In an industry where most real estate private equity managers position themselves as passive capital allocators, Youssef Sbai is doing something fundamentally different: he's operating the assets himself.
As Managing Director and Portfolio Manager at Katch Investment Group, Sbai has built a European real estate platform that doesn't just invest in projects - it develops them, manages them, and controls every stage of the value chain. From hiring project managers and contractors in Spain to developing student accommodation towers in central London, Katch's approach represents a hybrid between traditional investment management and direct real estate operations.

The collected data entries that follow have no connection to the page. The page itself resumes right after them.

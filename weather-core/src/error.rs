use reqwest::StatusCode;

/// Generic text shown for every provider-side failure.
pub const UNAVAILABLE_MESSAGE: &str = "City not found or API unavailable.";

/// Text shown when a search is attempted with a blank city name.
pub const INVALID_INPUT_MESSAGE: &str = "Please enter a city name.";

/// Failures of a single weather query.
#[derive(Debug, thiserror::Error)]
pub enum QueryError {
    #[error("City name must not be empty")]
    InvalidInput,

    #[error("City not found: {city}")]
    CityNotFound { city: String },

    #[error("Weather provider unavailable (status {status}): {message}")]
    ProviderUnavailable { status: StatusCode, message: String },

    #[error("Network error: {0}")]
    Network(#[from] reqwest::Error),

    #[error("Malformed provider response: {0}")]
    MalformedResponse(String),
}

impl QueryError {
    /// The single line shown to the user. Provider-side kinds are not
    /// distinguished; the detailed error is logged instead.
    pub fn user_message(&self) -> &'static str {
        match self {
            QueryError::InvalidInput => INVALID_INPUT_MESSAGE,
            QueryError::CityNotFound { .. }
            | QueryError::ProviderUnavailable { .. }
            | QueryError::Network(_)
            | QueryError::MalformedResponse(_) => UNAVAILABLE_MESSAGE,
        }
    }
}
use anyhow::{Context, Result, anyhow};
use directories::ProjectDirs;
use serde::{Deserialize, Serialize};
use std::{
    fs,
    path::{Path, PathBuf},
    time::Duration,
};

pub const DEFAULT_BASE_URL: &str = "https://api.openweathermap.org";
pub const DEFAULT_TIMEOUT_SECS: u64 = 10;

/// Environment variable consulted before the config file.
pub const API_KEY_ENV: &str = "OPENWEATHER_API_KEY";

/// Settings for the OpenWeather provider.
#[derive(Debug, Clone, Serialize, Deserialize, Default, PartialEq)]
pub struct ProviderConfig {
    pub api_key: String,

    /// Overrides the API host, e.g. for a proxy or a local mock.
    #[serde(default, skip_serializing_if = "Option::is_none")]
    pub base_url: Option<String>,

    #[serde(default, skip_serializing_if = "Option::is_none")]
    pub timeout_secs: Option<u64>,
}

/// Top-level configuration stored on disk.
///
/// Example TOML:
/// [openweather]
/// api_key = "..."
/// timeout_secs = 10
#[derive(Debug, Clone, Serialize, Deserialize, Default, PartialEq)]
pub struct Config {
    #[serde(default, skip_serializing_if = "Option::is_none")]
    pub openweather: Option<ProviderConfig>,
}

impl Config {
    /// Load config from disk, or return an empty default if it doesn't exist yet.
    pub fn load() -> Result<Self> {
        let path = Self::config_file_path()?;
        Self::load_from(&path)
    }

    pub fn load_from(path: &Path) -> Result<Self> {
        if !path.exists() {
            // First run: no config file, return empty.
            return Ok(Self::default());
        }

        let contents = fs::read_to_string(path)
            .with_context(|| format!("Failed to read config file: {}", path.display()))?;

        let cfg: Config = toml::from_str(&contents)
            .with_context(|| format!("Failed to parse config file: {}", path.display()))?;

        tracing::debug!(path = %path.display(), "loaded config");
        Ok(cfg)
    }

    /// Save config to disk, creating parent directories as needed.
    pub fn save(&self) -> Result<()> {
        let path = Self::config_file_path()?;
        self.save_to(&path)
    }

    pub fn save_to(&self, path: &Path) -> Result<()> {
        if let Some(parent) = path.parent() {
            fs::create_dir_all(parent).with_context(|| {
                format!("Failed to create config directory: {}", parent.display())
            })?;
        }

        let toml =
            toml::to_string_pretty(self).context("Failed to serialize configuration to TOML")?;

        fs::write(path, toml)
            .with_context(|| format!("Failed to write config file: {}", path.display()))?;

        Ok(())
    }

    /// Path to the config file.
    pub fn config_file_path() -> Result<PathBuf> {
        let dirs = ProjectDirs::from("dev", "weather-finder", "weather")
            .ok_or_else(|| anyhow!("Could not determine platform config directory"))?;

        Ok(dirs.config_dir().join("config.toml"))
    }

    /// Set/replace the API key, keeping any other provider settings.
    pub fn set_api_key(&mut self, api_key: String) {
        self.openweather.get_or_insert_with(ProviderConfig::default).api_key = api_key;
    }

    /// Replace the base URL; `None` restores the default host.
    pub fn set_base_url(&mut self, base_url: Option<String>) {
        self.openweather.get_or_insert_with(ProviderConfig::default).base_url = base_url;
    }

    /// Returns the API key, if a non-blank one is configured.
    pub fn api_key(&self) -> Option<&str> {
        self.openweather
            .as_ref()
            .map(|cfg| cfg.api_key.trim())
            .filter(|key| !key.is_empty())
    }

    /// Apply a key supplied at startup (flag or environment), which wins over the file.
    pub fn with_api_key_override(mut self, api_key: Option<String>) -> Self {
        if let Some(key) = api_key.filter(|k| !k.trim().is_empty()) {
            self.set_api_key(key);
        }
        self
    }

    pub fn base_url(&self) -> &str {
        self.openweather
            .as_ref()
            .and_then(|cfg| cfg.base_url.as_deref())
            .map(|url| url.trim_end_matches('/'))
            .unwrap_or(DEFAULT_BASE_URL)
    }

    pub fn timeout(&self) -> Duration {
        let secs = self
            .openweather
            .as_ref()
            .and_then(|cfg| cfg.timeout_secs)
            .unwrap_or(DEFAULT_TIMEOUT_SECS);
        Duration::from_secs(secs)
    }

    pub fn is_configured(&self) -> bool {
        self.api_key().is_some()
    }
}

"If you are just an equity investor, you don't have control, you don't have decisions and you don't lead the process of asset management," Sbai explains. "It's going to be very difficult to lead the success of each project that we are investing in or developing."

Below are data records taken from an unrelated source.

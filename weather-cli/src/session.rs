//! Interactive search loop: prompt for a city, show the result, ask for feedback.

use std::fmt;

use inquire::{InquireError, Select, Text};
use weather_core::{Feedback, SearchState, WeatherProvider};

use crate::view;

#[derive(Debug, Clone, Copy, PartialEq, Eq)]
enum FeedbackOption {
    Like,
    Dislike,
    Skip,
}

impl FeedbackOption {
    const ALL: [FeedbackOption; 3] = [Self::Like, Self::Dislike, Self::Skip];

    fn feedback(self) -> Option<Feedback> {
        match self {
            Self::Like => Some(Feedback::Like),
            Self::Dislike => Some(Feedback::Dislike),
            Self::Skip => None,
        }
    }
}

impl fmt::Display for FeedbackOption {
    fn fmt(&self, f: &mut fmt::Formatter<'_>) -> fmt::Result {
        f.write_str(match self {
            Self::Like => "👍 Like",
            Self::Dislike => "👎 Dislike",
            Self::Skip => "Skip",
        })
    }
}

pub async fn run(provider: &dyn WeatherProvider, color: bool) -> anyhow::Result<()> {
    let mut state = SearchState::new();
    println!("{}", view::render(&state, color));

    loop {
        let input = match Text::new("City:")
            .with_placeholder("Enter city name...")
            .with_help_message("Enter to search, Esc to quit")
            .with_initial_value(state.city_input())
            .prompt()
        {
            Ok(input) => input,
            Err(InquireError::OperationCanceled | InquireError::OperationInterrupted) => break,
            Err(err) => return Err(err.into()),
        };

        state.set_city_input(input);

        let Some(ticket) = state.begin_search() else {
            continue;
        };
        println!("{}", view::render(&state, color));

        let result = provider.fetch_reading(ticket.city()).await;
        state.complete_search(&ticket, result);
        println!("{}", view::render(&state, color));

        while state.displayed_reading().is_some() {
            let Some(choice) = prompt_feedback()? else {
                break;
            };
            if !apply_choice(&mut state, choice) {
                break;
            }
            if let Some(line) = view::feedback_line(&state) {
                println!("{line}\n");
            }
        }
    }

    Ok(())
}

/// Record one pick. Returns `false` once the user is done rating.
fn apply_choice(state: &mut SearchState, choice: FeedbackOption) -> bool {
    match choice.feedback() {
        Some(feedback) => {
            tracing::debug!(%feedback, "feedback selected");
            state.on_feedback_selected(feedback);
            true
        }
        None => false,
    }
}

/// Ask for a rating; `None` when the prompt is dismissed.
fn prompt_feedback() -> anyhow::Result<Option<FeedbackOption>> {
    match Select::new("How is this weather update?", FeedbackOption::ALL.to_vec())
        .with_help_message("Pick again to change your rating, Skip or Esc to search again")
        .prompt()
    {
        Ok(choice) => Ok(Some(choice)),
        Err(InquireError::OperationCanceled | InquireError::OperationInterrupted) => Ok(None),
        Err(err) => Err(err.into()),
    }
}
use anyhow::{Context, bail};
use clap::{Parser, Subcommand};
use inquire::{Password, PasswordDisplayMode, Text};
use weather_core::{
    Config, SearchState, SearchStatus,
    config::DEFAULT_BASE_URL,
    provider::provider_from_config,
};

use crate::{session, view};

/// Top-level CLI struct.
#[derive(Debug, Parser)]
#[command(name = "weather", version, about = "Look up the current weather for a city")]
pub struct Cli {
    /// OpenWeather API key; overrides the config file.
    #[arg(long, global = true, env = "OPENWEATHER_API_KEY", hide_env_values = true)]
    pub api_key: Option<String>,

    /// Disable colored icons.
    #[arg(long, global = true)]
    pub no_color: bool,

    #[command(subcommand)]
    pub command: Option<Command>,
}

#[derive(Debug, Subcommand)]
pub enum Command {
    /// Store the API key (and optionally a custom API host) in the config file.
    Configure,

    /// Show the current weather for a city and exit.
    Show {
        /// City name, e.g. "London".
        city: String,
    },

    /// Search repeatedly and rate the results (default).
    Interactive,
}

impl Cli {
    pub async fn run(self) -> anyhow::Result<()> {
        let color = !self.no_color;

        match self.command.unwrap_or(Command::Interactive) {
            Command::Configure => configure(),
            Command::Show { city } => {
                let config = Config::load()?.with_api_key_override(self.api_key);
                show(&config, &city, color).await
            }
            Command::Interactive => {
                let config = Config::load()?.with_api_key_override(self.api_key);
                let provider = provider_from_config(&config)?;
                session::run(provider.as_ref(), color).await
            }
        }
    }
}

fn configure() -> anyhow::Result<()> {
    let mut config = Config::load()?;

    let api_key = Password::new("OpenWeather API key:")
        .without_confirmation()
        .with_display_mode(PasswordDisplayMode::Masked)
        .with_validator(inquire::required!("An API key is required"))
        .prompt()
        .context("Failed to read API key")?;

    let base_url = Text::new("API host:")
        .with_default(config.base_url())
        .with_help_message("Press Enter to keep the current host")
        .prompt()
        .context("Failed to read API host")?;

    let base_url = base_url.trim();
    config.set_api_key(api_key.trim().to_string());
    config.set_base_url(if base_url.is_empty() || base_url == DEFAULT_BASE_URL {
        None
    } else {
        Some(base_url.to_string())
    });

    config.save()?;
    let path = Config::config_file_path()?;
    tracing::info!(path = %path.display(), "saved configuration");
    println!("Saved configuration to {}", path.display());

    Ok(())
}

async fn show(config: &Config, city: &str, color: bool) -> anyhow::Result<()> {
    let provider = provider_from_config(config)?;

    let mut state = SearchState::new();
    state.set_city_input(city);

    if !state.on_search_triggered(provider.as_ref()).await {
        bail!("{}", weather_core::error::INVALID_INPUT_MESSAGE);
    }

    println!("{}", view::render(&state, color));

    if state.status() == SearchStatus::Error {
        tracing::warn!(city = %city.trim(), error = ?state.error(), "one-shot lookup failed");
        bail!("Weather lookup for '{}' failed", city.trim());
    }

    Ok(())
}
//! Binary crate for the `weather` command-line tool.
//!
//! This crate focuses on:
//! - Parsing CLI arguments
//! - The interactive search session and configuration prompts
//! - Human-friendly output formatting

use clap::Parser;
use tracing_subscriber::EnvFilter;

mod cli;
mod session;
mod view;

#[tokio::main]
async fn main() -> anyhow::Result<()> {
    // Logs go to stderr so they never interleave with the rendered panel.
    tracing_subscriber::fmt()
        .with_env_filter(
            EnvFilter::try_from_default_env().unwrap_or_else(|_| EnvFilter::new("error")),
        )
        .with_writer(std::io::stderr)
        .init();

    let cmd = cli::Cli::parse();
    cmd.run().await
}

This isn't about taking operational control for its own sake. It's about creating information advantages, catching problems early, and ensuring that business plans actually get executed - not just underwritten in Excel models that bear little resemblance to reality.
From Advisory to Execution: EUR 2 Billion in Transaction Experience
Sbai's path to Katch Investment Group reads like a masterclass in European real estate private equity. After completing his master's degree in corporate finance and investment banking, he started his career at Catella, the Swedish-turned-German real estate firm, before moving to CBRE's valuation side advising institutional investors across Europe.
But valuation work wasn't enough. "I wanted to focus on the investment side," Sbai recalls. He moved to a boutique investment firm where he advised major institutional investors - including Primomial (now PRAEIMIA), one of France's largest REITs - on acquisitions across France, Germany, and Spain.
The numbers from that period are striking: "We managed to invest over one and a half or two billion euros at the time for them between the different countries," Sbai notes. As investment manager leading the French market while supporting deals in Germany and Spain, he wasn't just analyzing opportunities - he was originating deals, leading underwriting, and supporting closings across multiple jurisdictions.
In 2019, he moved to the UK, joining Altus Group, managing the EMEA advisory team. There he advised US institutional investors - firms like Invesco, Blackstone and AIG - on their European acquisitions, looking at portfolios across both Western and Eastern Europe.
This cross-border, multi-billion-euro experience across advisory, valuation, and principal investing created something valuable: pattern recognition about what actually works in European real estate, and what doesn't.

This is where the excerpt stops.